Collected data
[Start of section]

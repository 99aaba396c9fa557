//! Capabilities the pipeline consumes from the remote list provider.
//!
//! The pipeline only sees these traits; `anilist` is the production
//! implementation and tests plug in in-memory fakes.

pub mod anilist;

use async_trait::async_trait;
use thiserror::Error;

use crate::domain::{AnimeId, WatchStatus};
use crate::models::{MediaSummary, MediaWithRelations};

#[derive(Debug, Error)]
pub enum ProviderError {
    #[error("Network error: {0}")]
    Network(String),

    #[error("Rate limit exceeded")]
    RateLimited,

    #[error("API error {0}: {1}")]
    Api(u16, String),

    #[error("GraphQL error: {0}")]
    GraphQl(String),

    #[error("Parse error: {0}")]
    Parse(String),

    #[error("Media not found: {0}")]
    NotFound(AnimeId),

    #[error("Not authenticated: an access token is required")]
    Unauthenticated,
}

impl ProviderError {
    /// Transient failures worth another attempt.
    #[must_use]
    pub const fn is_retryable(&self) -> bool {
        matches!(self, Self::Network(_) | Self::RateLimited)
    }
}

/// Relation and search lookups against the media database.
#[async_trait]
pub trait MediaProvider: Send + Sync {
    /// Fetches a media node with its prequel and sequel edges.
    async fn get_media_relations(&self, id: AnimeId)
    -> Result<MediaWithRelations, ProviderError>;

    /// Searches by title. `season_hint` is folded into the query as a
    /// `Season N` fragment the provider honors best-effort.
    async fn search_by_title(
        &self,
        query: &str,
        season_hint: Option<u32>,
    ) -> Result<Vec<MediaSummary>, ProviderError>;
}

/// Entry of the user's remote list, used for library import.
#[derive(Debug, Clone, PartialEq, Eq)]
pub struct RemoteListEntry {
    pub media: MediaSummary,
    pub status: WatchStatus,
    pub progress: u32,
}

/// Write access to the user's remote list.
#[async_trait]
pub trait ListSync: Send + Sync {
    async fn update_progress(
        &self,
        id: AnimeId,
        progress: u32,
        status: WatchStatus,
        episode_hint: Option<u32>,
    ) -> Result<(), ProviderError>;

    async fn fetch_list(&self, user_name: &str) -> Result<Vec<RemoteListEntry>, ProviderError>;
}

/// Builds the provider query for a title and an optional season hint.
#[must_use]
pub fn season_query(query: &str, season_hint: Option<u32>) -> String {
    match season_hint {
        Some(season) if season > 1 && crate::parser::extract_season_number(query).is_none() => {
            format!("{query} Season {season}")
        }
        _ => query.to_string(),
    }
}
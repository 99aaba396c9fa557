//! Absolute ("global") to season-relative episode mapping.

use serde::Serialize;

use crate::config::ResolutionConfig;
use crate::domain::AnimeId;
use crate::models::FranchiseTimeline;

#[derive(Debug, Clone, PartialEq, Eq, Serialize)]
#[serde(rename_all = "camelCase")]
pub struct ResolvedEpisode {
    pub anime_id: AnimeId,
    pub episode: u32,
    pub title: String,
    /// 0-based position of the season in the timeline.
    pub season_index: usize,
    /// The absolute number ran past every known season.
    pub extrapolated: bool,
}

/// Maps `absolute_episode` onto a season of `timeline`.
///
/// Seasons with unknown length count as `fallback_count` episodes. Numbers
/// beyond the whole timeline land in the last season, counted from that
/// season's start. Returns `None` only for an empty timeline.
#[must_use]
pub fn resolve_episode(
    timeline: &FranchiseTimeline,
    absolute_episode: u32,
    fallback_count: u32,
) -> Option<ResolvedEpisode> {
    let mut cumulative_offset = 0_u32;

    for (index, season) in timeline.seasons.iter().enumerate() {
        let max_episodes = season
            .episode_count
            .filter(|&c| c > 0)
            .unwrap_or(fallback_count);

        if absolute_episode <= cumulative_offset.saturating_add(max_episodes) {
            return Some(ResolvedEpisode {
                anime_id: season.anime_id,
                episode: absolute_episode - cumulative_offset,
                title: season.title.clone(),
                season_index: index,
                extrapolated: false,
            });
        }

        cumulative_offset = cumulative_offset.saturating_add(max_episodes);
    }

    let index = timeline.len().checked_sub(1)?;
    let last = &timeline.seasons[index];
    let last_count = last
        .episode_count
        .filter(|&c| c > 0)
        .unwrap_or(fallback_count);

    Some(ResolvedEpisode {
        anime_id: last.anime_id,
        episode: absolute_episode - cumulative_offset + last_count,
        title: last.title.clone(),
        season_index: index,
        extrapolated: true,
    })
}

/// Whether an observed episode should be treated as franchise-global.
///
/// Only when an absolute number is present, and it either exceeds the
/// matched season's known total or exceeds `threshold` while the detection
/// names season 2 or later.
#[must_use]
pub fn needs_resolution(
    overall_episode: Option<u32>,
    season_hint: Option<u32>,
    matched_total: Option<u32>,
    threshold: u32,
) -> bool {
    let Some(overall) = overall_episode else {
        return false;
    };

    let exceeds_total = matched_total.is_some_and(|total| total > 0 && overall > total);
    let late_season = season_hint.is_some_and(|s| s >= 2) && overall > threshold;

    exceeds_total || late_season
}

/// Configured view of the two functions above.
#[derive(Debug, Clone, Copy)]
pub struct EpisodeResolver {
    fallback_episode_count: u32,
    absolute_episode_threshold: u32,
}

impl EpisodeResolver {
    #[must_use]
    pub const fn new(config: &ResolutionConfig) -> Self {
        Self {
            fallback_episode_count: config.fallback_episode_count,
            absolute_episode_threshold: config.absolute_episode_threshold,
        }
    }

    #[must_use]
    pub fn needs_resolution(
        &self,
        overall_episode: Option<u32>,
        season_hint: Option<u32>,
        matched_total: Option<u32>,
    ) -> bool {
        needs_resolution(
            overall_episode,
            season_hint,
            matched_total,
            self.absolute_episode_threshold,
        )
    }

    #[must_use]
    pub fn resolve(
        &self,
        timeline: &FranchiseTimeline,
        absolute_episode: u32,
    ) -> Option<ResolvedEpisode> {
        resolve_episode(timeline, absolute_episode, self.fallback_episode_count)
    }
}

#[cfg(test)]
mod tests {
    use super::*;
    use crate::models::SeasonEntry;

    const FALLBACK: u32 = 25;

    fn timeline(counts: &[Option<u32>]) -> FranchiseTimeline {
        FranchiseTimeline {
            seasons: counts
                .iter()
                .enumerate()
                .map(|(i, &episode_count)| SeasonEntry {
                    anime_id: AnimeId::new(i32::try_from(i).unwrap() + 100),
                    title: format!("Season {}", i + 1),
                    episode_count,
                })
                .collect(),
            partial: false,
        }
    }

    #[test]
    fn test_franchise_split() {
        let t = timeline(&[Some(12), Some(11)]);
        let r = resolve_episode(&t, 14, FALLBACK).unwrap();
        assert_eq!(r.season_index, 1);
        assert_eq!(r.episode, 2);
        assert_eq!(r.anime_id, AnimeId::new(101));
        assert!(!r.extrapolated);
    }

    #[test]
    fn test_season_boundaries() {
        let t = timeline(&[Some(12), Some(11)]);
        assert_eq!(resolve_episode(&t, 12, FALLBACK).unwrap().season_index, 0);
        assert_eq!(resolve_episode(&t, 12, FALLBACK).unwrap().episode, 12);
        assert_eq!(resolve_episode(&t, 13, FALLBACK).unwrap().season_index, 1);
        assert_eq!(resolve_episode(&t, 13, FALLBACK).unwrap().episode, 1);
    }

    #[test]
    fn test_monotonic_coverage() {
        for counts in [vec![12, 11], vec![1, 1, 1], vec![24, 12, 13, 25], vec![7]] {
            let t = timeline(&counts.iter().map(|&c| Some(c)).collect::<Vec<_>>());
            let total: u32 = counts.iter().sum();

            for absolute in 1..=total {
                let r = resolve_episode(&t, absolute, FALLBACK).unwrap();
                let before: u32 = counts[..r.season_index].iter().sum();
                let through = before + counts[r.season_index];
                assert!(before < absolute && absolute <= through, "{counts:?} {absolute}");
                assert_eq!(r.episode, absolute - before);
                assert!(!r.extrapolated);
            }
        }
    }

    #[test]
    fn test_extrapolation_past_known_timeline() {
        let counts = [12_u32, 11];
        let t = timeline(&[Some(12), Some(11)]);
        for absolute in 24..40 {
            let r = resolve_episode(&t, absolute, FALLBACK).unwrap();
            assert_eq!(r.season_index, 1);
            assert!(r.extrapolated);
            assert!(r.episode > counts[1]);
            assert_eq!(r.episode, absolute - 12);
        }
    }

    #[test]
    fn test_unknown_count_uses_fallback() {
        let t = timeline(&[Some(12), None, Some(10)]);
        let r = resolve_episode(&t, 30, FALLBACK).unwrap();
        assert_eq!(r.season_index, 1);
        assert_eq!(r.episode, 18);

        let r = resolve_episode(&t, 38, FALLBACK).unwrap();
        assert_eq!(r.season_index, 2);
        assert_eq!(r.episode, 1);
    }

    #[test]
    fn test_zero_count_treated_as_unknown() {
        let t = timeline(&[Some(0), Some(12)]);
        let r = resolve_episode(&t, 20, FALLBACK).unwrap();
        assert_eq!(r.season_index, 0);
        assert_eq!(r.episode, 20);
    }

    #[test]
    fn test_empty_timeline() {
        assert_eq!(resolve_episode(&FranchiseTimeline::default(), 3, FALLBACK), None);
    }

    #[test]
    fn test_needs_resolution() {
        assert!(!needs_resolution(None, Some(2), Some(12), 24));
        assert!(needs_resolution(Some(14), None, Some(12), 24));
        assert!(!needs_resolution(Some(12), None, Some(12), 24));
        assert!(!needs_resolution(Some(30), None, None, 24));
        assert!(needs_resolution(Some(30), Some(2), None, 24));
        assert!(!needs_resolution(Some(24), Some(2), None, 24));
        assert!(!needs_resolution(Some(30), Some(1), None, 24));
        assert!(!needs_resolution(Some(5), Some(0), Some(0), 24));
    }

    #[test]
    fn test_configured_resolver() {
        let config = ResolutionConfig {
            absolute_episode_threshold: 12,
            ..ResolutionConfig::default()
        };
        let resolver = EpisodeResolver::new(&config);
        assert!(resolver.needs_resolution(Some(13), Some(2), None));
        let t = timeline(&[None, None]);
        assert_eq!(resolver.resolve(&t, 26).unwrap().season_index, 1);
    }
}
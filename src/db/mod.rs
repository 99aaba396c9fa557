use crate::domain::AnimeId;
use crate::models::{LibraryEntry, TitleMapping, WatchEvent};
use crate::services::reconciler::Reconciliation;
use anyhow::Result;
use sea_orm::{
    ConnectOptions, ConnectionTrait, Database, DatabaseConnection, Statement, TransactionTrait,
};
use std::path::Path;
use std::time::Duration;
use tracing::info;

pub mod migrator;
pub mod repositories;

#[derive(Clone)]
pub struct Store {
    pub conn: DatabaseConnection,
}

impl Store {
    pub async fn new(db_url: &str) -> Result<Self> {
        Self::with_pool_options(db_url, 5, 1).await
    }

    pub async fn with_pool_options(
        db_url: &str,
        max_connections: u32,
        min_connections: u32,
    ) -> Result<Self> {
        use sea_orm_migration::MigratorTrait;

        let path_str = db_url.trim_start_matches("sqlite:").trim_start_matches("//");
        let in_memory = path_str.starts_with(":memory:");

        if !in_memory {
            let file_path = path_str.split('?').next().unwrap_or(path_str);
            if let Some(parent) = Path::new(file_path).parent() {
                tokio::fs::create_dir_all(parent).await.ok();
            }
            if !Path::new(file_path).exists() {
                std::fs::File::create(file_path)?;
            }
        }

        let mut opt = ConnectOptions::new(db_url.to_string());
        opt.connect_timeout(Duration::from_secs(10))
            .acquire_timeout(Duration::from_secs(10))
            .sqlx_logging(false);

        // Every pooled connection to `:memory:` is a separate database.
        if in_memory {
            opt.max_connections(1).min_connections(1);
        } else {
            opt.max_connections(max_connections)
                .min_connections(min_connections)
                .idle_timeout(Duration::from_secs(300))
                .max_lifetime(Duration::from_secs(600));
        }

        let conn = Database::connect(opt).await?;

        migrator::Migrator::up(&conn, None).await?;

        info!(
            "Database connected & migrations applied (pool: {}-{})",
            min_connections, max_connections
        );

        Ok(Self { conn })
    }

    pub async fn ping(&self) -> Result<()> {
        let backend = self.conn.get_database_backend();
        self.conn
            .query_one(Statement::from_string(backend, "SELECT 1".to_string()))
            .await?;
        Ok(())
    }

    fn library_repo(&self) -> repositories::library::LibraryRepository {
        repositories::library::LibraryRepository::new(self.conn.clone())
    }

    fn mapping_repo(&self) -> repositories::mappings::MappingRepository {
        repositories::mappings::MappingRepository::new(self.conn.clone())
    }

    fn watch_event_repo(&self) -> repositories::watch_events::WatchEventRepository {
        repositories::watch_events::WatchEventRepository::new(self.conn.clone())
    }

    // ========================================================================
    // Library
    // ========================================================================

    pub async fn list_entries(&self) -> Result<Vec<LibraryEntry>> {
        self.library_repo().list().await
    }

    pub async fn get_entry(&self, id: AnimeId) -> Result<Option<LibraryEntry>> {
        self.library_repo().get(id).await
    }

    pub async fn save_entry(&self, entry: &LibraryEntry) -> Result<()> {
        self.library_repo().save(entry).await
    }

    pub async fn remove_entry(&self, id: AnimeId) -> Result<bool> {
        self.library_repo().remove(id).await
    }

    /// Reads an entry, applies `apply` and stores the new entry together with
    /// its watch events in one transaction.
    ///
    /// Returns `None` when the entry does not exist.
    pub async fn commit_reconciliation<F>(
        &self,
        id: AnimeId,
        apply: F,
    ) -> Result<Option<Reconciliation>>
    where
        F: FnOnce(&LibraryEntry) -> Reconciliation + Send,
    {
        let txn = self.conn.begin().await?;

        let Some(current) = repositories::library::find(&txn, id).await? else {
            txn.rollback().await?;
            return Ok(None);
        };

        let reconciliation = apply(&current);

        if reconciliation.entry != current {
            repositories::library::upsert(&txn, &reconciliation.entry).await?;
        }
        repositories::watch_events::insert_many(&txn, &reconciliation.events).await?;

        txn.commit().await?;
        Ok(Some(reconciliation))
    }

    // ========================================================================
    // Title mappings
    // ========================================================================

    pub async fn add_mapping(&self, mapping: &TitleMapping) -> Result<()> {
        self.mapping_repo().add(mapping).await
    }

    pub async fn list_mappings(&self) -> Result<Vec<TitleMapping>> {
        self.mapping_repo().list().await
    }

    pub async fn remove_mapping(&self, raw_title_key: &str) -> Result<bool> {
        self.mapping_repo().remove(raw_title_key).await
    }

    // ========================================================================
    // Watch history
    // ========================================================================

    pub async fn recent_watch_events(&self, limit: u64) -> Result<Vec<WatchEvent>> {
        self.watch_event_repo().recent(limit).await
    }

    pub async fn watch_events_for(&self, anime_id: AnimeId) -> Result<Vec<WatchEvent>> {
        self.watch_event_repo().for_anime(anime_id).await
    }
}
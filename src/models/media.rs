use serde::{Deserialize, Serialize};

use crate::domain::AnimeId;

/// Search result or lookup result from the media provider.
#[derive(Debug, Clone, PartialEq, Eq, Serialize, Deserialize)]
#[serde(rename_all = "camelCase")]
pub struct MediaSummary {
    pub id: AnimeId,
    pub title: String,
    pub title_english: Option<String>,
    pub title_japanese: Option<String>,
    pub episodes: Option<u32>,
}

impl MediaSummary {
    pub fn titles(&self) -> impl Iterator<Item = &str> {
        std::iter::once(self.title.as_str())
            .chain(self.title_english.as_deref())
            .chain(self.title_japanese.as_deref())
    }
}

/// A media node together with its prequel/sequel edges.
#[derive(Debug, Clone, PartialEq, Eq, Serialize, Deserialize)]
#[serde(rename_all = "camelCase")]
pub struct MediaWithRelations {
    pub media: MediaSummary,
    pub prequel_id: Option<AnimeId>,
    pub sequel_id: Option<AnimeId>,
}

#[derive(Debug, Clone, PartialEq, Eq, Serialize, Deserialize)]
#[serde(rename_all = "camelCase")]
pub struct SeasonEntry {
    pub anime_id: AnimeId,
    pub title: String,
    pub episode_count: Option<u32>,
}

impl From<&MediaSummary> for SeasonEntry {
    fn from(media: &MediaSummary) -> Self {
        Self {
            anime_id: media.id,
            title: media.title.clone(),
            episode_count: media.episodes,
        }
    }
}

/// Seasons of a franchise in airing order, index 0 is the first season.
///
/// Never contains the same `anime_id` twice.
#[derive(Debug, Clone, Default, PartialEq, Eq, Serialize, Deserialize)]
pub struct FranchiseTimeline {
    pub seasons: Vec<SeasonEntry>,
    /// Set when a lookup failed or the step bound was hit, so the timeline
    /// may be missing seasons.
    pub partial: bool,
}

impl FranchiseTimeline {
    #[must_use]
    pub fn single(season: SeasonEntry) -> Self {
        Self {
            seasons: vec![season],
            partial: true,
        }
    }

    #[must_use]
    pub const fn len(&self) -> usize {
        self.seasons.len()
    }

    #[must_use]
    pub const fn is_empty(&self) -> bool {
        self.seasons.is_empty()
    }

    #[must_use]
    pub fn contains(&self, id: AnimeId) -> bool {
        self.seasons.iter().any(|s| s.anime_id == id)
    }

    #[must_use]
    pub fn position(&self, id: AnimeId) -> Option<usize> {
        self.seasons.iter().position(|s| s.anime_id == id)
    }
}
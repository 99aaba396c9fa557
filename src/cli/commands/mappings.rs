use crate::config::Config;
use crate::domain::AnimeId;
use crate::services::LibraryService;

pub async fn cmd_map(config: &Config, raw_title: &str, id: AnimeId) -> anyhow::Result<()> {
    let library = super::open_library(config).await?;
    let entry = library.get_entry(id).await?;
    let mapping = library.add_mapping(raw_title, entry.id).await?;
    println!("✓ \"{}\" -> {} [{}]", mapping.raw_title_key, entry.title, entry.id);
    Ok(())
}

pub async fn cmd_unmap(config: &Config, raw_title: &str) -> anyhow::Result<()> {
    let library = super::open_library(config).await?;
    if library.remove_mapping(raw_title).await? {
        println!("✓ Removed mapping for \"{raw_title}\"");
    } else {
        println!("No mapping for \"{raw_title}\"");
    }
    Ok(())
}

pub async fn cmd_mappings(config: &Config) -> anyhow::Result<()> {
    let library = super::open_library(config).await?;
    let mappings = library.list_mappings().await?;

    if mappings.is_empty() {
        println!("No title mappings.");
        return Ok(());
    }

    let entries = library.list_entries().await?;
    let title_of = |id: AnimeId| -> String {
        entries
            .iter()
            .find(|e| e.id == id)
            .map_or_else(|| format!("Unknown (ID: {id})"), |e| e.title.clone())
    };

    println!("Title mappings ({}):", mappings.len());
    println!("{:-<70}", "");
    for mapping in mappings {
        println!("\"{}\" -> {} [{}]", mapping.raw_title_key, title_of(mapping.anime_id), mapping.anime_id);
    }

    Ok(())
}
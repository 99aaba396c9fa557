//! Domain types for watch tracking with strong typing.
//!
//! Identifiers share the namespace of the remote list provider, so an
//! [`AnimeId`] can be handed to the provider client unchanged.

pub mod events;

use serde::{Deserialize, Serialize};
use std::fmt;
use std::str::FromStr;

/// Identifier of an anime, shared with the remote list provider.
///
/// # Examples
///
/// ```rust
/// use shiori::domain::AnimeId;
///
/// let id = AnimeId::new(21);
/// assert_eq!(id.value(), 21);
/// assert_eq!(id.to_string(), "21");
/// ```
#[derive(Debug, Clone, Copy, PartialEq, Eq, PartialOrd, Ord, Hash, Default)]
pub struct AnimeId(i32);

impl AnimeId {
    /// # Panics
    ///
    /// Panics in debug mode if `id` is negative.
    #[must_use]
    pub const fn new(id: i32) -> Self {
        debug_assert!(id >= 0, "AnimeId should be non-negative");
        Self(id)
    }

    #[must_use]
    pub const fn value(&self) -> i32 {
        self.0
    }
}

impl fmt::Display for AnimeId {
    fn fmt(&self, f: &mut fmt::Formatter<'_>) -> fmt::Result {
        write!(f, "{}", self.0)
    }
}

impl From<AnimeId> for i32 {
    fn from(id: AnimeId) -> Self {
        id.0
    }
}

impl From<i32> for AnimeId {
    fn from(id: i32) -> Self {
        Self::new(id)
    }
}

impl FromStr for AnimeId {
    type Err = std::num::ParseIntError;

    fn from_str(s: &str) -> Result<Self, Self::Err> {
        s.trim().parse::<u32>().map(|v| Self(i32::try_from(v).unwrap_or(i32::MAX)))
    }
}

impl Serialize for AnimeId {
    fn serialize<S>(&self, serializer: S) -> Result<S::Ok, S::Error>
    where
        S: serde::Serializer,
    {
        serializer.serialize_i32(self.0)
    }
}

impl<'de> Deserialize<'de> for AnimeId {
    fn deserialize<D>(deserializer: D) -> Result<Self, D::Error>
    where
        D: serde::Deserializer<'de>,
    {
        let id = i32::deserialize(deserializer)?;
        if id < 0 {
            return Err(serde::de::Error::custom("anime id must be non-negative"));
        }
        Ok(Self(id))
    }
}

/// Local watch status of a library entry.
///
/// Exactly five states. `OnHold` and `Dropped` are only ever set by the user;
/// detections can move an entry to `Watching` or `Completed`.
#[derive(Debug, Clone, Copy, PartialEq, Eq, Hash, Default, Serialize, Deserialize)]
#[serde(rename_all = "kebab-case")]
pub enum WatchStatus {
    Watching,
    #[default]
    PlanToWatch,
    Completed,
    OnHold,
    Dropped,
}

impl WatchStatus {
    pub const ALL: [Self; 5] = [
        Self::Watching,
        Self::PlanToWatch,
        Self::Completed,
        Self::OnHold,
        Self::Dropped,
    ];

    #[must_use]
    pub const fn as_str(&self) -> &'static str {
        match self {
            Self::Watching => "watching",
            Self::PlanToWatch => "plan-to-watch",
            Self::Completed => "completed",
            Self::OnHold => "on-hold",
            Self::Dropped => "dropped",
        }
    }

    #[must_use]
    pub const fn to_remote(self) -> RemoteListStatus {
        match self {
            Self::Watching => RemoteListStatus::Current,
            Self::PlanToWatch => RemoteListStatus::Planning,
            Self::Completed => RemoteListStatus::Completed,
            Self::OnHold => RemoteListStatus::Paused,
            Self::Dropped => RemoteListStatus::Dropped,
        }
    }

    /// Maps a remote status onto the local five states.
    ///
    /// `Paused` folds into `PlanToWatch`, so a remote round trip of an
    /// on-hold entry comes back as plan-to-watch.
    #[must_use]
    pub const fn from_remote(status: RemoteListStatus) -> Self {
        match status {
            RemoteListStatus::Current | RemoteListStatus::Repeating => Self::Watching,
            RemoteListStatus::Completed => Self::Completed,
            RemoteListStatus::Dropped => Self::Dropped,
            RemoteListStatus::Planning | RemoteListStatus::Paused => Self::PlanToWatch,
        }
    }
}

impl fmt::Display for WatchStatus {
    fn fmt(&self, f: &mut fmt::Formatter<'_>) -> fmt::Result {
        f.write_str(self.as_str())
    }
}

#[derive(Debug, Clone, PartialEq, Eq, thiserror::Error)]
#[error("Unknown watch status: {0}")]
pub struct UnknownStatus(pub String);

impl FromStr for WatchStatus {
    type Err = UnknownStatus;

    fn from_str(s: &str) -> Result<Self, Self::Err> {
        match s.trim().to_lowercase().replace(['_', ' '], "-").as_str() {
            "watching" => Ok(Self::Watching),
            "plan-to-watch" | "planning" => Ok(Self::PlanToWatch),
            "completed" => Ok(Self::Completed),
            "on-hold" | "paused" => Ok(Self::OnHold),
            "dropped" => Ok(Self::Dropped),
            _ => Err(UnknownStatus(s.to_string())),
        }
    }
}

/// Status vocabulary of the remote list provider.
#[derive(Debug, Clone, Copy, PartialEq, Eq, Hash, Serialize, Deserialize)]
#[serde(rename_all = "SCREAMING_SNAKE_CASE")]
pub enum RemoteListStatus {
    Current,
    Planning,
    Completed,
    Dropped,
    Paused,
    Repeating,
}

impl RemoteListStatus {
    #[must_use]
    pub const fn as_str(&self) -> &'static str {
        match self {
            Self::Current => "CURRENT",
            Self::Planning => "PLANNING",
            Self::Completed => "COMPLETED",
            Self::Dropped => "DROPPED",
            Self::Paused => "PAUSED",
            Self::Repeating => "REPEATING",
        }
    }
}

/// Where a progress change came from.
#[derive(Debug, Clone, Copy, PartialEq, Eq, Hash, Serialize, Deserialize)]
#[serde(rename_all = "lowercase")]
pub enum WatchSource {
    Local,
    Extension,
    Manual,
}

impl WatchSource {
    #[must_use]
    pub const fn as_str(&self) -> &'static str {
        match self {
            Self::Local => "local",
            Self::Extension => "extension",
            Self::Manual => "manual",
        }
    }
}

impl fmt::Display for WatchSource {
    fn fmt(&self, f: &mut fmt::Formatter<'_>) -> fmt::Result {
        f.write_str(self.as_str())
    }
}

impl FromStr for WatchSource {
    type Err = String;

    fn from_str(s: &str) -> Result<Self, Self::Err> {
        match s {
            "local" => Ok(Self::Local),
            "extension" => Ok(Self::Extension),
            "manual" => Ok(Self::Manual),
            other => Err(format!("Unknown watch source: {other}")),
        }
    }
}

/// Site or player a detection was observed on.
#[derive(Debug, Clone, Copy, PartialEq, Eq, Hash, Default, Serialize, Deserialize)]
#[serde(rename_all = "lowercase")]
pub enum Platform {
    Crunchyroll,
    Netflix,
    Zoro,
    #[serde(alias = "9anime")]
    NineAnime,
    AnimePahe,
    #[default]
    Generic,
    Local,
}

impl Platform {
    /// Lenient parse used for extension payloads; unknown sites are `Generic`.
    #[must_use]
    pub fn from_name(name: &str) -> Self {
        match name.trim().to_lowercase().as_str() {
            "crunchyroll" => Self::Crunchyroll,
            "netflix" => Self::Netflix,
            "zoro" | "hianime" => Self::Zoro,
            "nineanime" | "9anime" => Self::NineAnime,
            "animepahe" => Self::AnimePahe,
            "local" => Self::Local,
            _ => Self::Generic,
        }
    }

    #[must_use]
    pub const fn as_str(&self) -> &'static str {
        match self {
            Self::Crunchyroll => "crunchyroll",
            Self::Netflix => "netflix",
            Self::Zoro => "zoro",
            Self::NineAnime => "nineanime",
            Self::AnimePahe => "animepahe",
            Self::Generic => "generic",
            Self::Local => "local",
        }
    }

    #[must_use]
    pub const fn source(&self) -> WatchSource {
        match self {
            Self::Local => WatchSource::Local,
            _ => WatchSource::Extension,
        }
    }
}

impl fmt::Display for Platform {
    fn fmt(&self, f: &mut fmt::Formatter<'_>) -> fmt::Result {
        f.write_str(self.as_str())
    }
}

[End of section]

Action item –
The required answer is the exact run of lines above starting at the line with "let mut cumulative_offset = 0_u32;" and ending at the line with "either exceeds the", with both ends present.

Task solution –
    let mut cumulative_offset = 0_u32;

    for (index, season) in timeline.seasons.iter().enumerate() {
        let max_episodes = season
            .episode_count
            .filter(|&c| c > 0)
            .unwrap_or(fallback_count);

        if absolute_episode <= cumulative_offset.saturating_add(max_episodes) {
            return Some(ResolvedEpisode {
                anime_id: season.anime_id,
                episode: absolute_episode - cumulative_offset,
                title: season.title.clone(),
                season_index: index,
                extrapolated: false,
            });
        }

        cumulative_offset = cumulative_offset.saturating_add(max_episodes);
    }

    let index = timeline.len().checked_sub(1)?;
    let last = &timeline.seasons[index];
    let last_count = last
        .episode_count
        .filter(|&c| c > 0)
        .unwrap_or(fallback_count);

    Some(ResolvedEpisode {
        anime_id: last.anime_id,
        episode: absolute_episode - cumulative_offset + last_count,
        title: last.title.clone(),
        season_index: index,
        extrapolated: true,
    })
}

/// Whether an observed episode should be treated as franchise-global.
///
/// Only when an absolute number is present, and it either exceeds the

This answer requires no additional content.